Report back each line of the records that contains the string "config".

Segment Start: RECORDS TO USE

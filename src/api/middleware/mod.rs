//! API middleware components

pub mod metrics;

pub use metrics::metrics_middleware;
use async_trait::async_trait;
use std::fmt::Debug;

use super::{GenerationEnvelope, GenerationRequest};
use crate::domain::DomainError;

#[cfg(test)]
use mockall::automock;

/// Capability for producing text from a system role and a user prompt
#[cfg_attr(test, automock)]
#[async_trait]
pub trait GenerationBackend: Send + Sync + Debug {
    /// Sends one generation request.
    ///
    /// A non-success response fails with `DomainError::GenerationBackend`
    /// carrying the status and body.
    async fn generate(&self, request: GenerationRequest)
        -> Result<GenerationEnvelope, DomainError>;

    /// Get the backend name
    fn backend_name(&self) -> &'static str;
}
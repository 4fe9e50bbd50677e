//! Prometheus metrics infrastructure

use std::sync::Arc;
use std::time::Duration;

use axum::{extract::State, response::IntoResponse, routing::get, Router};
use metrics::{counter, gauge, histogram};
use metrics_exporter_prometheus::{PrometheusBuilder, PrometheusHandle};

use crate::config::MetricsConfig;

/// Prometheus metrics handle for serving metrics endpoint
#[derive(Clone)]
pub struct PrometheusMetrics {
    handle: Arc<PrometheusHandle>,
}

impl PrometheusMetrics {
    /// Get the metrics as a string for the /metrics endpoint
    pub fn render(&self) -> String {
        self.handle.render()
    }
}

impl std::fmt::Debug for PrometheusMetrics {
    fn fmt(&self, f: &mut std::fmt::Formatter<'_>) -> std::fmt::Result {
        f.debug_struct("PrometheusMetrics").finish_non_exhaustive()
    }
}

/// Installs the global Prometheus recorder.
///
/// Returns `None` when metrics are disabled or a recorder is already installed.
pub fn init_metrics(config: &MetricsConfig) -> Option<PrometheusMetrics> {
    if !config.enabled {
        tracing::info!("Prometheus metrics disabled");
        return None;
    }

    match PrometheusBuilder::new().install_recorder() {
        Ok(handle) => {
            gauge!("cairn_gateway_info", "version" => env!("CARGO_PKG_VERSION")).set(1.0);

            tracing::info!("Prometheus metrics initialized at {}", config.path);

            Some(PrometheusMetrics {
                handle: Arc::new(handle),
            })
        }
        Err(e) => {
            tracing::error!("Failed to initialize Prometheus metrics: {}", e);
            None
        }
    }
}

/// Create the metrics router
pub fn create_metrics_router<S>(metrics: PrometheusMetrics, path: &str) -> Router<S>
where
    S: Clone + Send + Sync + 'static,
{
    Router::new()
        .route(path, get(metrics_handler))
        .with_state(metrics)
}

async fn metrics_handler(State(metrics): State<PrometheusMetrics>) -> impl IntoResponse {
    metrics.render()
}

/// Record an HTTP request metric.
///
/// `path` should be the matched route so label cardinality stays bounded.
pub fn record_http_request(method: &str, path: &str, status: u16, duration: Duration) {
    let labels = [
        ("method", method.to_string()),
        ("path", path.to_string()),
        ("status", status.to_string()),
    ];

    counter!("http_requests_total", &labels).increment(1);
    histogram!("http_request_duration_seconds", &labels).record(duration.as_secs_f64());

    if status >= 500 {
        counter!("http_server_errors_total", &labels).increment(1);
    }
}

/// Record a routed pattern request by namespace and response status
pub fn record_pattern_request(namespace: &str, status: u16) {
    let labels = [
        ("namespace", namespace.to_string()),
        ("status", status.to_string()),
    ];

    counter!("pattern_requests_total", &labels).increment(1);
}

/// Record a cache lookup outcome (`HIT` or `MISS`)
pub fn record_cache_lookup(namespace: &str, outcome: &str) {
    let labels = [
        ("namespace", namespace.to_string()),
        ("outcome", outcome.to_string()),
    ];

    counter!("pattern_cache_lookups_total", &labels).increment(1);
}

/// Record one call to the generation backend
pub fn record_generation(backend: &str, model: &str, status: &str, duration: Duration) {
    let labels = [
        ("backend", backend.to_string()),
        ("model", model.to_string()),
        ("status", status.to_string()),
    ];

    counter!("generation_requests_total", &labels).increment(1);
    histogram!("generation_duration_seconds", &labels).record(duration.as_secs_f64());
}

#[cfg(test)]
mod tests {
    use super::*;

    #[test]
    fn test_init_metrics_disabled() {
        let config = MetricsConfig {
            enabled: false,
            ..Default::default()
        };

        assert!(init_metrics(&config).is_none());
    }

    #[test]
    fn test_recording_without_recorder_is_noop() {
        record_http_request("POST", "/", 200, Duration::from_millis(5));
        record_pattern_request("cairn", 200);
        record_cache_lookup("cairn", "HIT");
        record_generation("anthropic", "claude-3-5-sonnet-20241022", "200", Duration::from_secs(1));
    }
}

Segment End: RECORDS TO USE
Segment Start: RECORDS TO USE

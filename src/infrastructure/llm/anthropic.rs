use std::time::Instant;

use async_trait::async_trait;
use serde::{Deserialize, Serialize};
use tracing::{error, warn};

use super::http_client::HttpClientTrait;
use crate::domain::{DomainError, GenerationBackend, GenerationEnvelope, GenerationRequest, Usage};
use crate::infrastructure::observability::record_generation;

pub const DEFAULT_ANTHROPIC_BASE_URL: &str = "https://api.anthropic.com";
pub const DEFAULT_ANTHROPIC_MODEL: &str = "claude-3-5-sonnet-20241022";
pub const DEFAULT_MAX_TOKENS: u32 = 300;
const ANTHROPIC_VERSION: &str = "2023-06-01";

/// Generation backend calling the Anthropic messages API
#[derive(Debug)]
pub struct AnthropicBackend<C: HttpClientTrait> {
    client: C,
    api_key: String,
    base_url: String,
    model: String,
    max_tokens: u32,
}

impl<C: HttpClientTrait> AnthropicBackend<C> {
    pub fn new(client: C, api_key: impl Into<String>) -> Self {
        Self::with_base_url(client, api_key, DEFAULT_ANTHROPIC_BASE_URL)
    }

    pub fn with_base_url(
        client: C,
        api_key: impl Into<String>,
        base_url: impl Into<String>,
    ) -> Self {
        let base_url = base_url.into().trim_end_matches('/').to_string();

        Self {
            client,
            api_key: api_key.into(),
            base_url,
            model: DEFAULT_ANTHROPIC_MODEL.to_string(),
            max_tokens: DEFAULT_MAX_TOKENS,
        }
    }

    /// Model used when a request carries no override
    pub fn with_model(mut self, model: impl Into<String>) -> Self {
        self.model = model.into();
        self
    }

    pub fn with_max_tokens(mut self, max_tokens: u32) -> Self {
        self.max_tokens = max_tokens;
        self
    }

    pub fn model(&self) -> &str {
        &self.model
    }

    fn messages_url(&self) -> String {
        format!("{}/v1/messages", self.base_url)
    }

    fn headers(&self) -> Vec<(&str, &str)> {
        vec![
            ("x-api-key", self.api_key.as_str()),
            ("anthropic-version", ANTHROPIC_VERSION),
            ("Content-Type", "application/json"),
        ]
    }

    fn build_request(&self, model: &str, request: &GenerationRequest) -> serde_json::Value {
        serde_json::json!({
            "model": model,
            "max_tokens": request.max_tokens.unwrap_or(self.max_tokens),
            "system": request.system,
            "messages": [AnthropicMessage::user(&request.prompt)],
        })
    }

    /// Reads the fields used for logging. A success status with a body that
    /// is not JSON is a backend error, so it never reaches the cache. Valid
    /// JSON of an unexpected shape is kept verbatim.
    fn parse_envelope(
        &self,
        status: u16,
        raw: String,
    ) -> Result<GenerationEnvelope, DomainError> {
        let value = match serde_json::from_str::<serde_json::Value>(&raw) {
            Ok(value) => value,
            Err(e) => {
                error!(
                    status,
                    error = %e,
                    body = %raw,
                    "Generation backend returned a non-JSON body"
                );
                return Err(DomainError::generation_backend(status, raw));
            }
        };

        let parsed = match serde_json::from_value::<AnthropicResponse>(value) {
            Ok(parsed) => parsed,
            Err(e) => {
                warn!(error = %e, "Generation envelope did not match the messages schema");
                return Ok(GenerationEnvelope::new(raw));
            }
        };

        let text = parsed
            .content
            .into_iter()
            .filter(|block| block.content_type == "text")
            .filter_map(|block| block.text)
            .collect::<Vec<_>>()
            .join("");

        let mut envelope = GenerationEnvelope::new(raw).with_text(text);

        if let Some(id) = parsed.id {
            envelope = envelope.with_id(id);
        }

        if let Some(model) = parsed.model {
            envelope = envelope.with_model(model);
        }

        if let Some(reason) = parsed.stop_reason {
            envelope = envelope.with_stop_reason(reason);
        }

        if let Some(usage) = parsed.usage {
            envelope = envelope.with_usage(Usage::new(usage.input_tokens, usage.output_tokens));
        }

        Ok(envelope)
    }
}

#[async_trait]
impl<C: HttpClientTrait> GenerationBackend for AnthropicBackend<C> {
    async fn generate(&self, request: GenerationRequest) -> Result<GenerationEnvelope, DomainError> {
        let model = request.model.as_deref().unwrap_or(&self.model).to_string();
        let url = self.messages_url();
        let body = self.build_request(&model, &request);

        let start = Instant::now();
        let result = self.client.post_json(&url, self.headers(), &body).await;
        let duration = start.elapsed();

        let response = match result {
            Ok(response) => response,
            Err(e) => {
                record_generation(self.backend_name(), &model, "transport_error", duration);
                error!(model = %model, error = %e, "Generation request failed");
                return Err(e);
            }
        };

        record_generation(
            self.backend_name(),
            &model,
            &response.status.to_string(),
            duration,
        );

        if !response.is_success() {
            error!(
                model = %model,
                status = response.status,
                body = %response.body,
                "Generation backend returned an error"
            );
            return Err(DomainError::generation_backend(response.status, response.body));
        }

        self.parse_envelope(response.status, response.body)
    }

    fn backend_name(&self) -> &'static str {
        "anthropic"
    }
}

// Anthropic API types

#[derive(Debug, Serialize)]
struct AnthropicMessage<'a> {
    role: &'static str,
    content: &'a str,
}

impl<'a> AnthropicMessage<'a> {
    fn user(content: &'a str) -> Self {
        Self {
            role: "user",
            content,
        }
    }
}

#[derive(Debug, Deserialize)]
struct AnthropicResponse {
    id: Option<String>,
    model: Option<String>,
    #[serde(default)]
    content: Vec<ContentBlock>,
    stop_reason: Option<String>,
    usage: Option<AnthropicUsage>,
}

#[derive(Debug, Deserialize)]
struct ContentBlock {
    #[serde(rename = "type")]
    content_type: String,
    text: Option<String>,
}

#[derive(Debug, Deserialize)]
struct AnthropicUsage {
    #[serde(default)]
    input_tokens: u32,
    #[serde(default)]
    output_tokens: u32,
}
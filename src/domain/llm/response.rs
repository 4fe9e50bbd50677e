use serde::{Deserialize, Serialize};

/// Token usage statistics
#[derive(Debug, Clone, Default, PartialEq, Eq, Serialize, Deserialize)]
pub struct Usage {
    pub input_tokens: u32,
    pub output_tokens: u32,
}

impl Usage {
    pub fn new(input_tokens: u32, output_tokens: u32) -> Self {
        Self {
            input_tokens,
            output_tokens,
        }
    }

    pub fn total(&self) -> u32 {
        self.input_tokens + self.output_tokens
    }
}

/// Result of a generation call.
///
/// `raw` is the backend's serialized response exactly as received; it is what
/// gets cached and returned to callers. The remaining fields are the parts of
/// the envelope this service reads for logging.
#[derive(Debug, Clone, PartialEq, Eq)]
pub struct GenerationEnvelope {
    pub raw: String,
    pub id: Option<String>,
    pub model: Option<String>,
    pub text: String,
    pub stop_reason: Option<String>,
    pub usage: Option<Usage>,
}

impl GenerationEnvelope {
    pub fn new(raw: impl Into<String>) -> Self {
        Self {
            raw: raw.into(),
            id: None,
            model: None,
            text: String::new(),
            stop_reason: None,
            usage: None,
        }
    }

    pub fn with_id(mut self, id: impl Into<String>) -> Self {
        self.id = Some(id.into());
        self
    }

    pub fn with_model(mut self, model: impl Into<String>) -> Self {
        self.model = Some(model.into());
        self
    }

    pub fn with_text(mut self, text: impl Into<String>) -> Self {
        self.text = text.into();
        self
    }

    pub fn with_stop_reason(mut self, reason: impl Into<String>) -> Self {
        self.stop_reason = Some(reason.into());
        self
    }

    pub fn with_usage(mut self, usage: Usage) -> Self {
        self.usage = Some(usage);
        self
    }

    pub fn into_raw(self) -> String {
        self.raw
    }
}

Segment End: RECORDS TO USE

§ **RESULT OF THE EXERCISE**:
use crate::config::MetricsConfig;
pub fn init_metrics(config: &MetricsConfig) -> Option<PrometheusMetrics> {
    if !config.enabled {
            tracing::info!("Prometheus metrics initialized at {}", config.path);
        let config = MetricsConfig {
        assert!(init_metrics(&config).is_none());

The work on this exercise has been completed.